* _Directions_
From the records below, copy out exactly the lines from the one containing "use std::collections::BTreeMap;" to the one containing "pub const SCALAR_TYPE: &str", both included. Add nothing else.

* _Given data_
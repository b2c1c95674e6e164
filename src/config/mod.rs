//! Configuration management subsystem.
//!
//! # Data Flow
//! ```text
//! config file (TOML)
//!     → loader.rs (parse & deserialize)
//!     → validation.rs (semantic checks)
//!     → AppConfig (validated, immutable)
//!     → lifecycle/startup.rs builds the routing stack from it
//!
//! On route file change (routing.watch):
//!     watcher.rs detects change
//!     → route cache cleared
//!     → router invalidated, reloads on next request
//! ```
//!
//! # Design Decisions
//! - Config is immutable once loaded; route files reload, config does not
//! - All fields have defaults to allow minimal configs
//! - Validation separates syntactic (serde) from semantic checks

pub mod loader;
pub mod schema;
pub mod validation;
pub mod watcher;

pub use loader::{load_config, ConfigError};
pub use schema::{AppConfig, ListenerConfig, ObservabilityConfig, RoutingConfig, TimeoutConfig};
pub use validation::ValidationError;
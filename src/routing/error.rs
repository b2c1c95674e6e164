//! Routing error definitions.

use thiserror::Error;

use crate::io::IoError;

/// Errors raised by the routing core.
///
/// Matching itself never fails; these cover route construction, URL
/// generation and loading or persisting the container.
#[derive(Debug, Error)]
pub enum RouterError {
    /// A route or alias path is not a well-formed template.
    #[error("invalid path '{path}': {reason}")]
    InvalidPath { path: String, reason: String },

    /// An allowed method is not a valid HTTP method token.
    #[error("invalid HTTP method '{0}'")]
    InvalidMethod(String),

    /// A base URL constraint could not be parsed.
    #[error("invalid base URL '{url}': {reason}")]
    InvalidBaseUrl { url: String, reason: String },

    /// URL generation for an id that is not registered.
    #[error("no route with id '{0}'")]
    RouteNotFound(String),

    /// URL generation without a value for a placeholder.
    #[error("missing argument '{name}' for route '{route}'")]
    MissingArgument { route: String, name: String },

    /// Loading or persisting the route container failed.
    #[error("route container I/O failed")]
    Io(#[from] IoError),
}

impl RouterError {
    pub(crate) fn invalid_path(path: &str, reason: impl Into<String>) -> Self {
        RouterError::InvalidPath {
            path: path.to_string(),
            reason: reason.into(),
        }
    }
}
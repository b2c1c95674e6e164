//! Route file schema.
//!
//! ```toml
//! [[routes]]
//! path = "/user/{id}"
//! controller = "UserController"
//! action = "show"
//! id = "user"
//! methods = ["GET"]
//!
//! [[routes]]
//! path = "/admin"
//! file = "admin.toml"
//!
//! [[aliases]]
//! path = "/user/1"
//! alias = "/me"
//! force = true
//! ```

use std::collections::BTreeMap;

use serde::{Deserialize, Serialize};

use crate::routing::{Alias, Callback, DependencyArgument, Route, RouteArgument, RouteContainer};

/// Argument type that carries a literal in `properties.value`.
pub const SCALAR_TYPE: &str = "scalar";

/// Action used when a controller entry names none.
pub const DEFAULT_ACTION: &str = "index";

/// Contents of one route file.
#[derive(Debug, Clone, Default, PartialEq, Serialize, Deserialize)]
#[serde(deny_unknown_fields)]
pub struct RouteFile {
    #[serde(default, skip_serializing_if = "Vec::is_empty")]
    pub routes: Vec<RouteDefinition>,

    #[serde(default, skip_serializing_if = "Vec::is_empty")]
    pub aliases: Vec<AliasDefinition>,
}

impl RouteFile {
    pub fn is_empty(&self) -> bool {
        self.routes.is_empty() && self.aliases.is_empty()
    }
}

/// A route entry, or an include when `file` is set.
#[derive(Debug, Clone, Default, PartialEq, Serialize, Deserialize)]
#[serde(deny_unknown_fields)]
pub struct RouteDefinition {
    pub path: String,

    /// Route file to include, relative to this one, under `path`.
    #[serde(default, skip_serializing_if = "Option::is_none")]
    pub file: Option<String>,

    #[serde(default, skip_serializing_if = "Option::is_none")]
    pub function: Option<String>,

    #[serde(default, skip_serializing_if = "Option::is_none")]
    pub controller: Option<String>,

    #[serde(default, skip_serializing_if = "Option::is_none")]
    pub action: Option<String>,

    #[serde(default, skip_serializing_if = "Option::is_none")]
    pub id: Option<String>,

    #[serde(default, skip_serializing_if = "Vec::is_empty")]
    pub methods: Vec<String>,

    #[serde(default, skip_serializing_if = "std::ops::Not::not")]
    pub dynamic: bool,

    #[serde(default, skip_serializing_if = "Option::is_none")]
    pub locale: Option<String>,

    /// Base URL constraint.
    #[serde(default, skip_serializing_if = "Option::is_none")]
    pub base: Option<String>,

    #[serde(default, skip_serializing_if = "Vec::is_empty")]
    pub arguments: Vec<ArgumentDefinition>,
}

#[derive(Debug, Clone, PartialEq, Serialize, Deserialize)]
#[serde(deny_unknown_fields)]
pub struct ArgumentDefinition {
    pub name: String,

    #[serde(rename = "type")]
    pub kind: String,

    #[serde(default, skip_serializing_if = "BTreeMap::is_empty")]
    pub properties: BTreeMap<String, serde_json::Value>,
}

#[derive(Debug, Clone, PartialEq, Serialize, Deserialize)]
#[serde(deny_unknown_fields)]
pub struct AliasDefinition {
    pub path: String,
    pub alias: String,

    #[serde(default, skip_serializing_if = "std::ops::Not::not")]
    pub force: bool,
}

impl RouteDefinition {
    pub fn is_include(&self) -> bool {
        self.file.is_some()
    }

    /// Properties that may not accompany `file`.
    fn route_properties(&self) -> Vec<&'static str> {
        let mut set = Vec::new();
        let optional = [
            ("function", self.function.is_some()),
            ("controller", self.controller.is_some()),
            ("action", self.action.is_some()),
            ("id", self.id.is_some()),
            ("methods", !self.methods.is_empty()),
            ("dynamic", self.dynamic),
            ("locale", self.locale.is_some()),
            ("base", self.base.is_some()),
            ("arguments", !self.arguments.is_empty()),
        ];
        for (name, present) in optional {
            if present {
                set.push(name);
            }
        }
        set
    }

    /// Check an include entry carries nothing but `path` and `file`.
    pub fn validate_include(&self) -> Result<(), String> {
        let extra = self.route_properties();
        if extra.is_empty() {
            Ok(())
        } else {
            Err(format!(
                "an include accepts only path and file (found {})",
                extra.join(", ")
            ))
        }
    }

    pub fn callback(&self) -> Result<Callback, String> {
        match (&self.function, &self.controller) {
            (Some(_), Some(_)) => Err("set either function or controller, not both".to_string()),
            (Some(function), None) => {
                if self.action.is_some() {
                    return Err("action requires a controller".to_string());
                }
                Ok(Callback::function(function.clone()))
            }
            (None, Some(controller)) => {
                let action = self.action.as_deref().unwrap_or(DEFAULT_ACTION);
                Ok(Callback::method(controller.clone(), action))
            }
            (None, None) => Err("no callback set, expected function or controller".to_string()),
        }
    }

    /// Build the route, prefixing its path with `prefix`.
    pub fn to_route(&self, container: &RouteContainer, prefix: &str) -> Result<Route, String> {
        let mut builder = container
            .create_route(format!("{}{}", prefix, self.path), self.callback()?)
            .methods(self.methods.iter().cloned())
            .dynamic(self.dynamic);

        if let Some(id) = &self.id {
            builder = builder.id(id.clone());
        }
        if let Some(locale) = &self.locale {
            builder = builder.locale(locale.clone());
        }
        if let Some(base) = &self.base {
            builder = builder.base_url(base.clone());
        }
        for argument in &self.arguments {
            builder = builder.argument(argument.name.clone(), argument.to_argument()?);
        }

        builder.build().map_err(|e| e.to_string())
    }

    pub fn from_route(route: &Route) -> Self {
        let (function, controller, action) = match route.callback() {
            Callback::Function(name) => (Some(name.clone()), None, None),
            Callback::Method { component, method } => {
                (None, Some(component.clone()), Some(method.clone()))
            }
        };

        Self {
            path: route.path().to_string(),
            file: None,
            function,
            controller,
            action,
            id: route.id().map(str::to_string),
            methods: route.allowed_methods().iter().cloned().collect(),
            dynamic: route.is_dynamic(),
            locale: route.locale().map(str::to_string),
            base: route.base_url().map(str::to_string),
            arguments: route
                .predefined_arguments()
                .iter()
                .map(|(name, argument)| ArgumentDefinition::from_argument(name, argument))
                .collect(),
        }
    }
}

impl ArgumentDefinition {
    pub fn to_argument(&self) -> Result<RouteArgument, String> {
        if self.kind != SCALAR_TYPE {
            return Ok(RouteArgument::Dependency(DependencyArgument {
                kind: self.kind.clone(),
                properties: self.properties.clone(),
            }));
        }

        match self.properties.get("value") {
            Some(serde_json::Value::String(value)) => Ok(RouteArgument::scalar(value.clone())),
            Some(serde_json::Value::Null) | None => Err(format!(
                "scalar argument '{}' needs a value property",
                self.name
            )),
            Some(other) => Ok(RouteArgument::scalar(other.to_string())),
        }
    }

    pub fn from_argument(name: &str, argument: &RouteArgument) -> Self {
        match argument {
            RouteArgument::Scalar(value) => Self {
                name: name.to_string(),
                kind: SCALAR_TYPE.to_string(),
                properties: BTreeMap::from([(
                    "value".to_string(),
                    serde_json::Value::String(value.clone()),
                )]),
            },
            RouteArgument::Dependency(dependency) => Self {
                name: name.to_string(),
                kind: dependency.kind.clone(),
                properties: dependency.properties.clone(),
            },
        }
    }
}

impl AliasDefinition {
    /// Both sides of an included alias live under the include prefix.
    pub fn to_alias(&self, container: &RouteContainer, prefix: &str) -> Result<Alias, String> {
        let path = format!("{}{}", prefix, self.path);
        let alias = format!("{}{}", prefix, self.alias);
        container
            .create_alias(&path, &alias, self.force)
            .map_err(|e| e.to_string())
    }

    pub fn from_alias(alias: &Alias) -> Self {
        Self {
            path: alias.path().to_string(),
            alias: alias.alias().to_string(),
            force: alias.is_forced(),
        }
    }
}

* _Exercise result_
use std::collections::BTreeMap;

use serde::{Deserialize, Serialize};

use crate::routing::{Alias, Callback, DependencyArgument, Route, RouteArgument, RouteContainer};

/// Argument type that carries a literal in `properties.value`.
pub const SCALAR_TYPE: &str = "scalar";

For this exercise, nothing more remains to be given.